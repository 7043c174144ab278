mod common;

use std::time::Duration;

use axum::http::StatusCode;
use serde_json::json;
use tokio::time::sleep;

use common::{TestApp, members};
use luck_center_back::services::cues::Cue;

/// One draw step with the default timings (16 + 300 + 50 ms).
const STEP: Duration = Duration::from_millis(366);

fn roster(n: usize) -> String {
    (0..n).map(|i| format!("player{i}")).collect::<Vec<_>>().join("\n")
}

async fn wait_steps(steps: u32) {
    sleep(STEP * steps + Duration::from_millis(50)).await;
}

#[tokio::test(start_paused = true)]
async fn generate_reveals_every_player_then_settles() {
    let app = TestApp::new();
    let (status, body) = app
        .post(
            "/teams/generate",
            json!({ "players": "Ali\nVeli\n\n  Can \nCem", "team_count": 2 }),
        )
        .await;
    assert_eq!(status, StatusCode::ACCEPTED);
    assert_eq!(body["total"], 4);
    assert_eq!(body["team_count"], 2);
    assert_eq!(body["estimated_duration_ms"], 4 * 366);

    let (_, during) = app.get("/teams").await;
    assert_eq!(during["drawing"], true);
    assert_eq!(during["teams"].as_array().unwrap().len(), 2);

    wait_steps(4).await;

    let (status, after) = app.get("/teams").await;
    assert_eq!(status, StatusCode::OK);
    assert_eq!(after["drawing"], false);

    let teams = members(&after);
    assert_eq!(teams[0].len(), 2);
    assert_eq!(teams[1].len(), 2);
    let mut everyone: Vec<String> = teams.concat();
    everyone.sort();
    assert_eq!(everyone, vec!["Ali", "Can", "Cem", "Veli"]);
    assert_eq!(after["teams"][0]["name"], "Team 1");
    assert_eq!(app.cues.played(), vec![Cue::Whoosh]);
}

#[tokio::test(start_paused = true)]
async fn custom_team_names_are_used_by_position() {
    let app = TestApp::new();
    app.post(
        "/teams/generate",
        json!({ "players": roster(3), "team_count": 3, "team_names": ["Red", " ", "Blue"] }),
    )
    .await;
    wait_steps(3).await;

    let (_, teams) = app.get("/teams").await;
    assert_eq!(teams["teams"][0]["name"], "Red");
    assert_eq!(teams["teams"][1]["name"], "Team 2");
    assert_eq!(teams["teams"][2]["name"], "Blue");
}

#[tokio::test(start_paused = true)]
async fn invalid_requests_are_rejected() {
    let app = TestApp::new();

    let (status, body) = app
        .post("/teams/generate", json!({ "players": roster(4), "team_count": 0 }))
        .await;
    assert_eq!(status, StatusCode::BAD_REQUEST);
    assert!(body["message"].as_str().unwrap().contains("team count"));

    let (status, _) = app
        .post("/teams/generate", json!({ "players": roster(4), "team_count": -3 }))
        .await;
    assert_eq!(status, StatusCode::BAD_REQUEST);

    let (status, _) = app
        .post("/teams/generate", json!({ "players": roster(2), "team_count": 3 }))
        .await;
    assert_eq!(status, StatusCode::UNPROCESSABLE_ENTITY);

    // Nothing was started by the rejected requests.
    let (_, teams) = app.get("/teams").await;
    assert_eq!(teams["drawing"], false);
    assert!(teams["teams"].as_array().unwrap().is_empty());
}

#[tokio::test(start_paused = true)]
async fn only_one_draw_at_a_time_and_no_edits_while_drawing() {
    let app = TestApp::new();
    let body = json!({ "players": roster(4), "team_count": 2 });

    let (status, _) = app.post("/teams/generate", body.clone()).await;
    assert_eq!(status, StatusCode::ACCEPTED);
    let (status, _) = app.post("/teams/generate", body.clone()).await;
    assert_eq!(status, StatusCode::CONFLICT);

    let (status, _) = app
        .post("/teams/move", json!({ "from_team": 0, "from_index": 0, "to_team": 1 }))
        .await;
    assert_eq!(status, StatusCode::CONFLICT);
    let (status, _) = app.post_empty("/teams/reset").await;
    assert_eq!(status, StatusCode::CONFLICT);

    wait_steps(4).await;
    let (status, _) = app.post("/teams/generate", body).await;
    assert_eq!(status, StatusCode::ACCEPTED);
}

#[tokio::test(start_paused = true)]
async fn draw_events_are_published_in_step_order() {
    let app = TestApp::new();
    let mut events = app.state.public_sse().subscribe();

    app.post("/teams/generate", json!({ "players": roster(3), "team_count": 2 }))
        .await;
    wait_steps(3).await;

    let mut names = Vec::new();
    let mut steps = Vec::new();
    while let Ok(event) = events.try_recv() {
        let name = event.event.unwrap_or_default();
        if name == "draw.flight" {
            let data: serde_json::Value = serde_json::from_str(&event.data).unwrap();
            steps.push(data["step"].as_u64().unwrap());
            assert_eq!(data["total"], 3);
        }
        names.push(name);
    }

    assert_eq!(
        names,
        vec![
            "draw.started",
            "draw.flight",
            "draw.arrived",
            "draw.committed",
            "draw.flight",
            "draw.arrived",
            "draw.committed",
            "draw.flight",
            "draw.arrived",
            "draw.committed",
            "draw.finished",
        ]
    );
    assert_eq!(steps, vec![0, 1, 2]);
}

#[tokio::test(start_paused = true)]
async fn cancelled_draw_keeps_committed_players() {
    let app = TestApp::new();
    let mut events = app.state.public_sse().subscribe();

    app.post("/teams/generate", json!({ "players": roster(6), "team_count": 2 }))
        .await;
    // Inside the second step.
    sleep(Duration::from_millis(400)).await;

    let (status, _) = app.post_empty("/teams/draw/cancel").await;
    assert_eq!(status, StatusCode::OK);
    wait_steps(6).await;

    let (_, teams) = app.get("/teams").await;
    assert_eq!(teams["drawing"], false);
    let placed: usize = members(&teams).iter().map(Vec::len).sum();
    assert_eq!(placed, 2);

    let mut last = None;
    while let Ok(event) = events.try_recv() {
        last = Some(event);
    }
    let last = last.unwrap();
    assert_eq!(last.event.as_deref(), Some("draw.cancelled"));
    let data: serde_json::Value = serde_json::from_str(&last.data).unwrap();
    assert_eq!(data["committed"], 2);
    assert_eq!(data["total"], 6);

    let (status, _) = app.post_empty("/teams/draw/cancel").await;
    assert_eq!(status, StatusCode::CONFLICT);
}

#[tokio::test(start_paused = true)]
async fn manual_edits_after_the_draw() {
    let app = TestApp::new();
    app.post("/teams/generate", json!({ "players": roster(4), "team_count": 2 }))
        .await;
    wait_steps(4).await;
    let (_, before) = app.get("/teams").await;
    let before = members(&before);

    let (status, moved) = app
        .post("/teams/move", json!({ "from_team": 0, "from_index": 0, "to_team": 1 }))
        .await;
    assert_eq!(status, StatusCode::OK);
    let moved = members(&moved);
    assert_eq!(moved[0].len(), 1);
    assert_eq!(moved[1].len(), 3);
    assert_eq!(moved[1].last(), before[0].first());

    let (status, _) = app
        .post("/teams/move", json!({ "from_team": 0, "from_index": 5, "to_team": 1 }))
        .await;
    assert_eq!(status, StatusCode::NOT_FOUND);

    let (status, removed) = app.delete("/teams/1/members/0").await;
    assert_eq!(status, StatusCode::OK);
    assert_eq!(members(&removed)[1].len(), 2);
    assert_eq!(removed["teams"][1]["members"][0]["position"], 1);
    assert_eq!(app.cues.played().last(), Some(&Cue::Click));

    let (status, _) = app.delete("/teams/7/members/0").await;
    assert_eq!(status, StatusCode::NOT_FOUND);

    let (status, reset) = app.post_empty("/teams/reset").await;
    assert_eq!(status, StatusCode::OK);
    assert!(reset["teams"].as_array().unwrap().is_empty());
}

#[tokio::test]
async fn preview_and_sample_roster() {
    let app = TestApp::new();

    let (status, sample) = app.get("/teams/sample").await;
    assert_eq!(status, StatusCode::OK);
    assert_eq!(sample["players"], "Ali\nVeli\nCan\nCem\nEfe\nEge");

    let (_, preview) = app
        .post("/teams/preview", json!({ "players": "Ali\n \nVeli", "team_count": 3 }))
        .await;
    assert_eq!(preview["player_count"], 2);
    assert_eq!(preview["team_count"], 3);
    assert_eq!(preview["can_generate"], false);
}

• [Exercise]:
Count how many lines of the listing above include "during" and report that number alone.

• [Task answer]:
3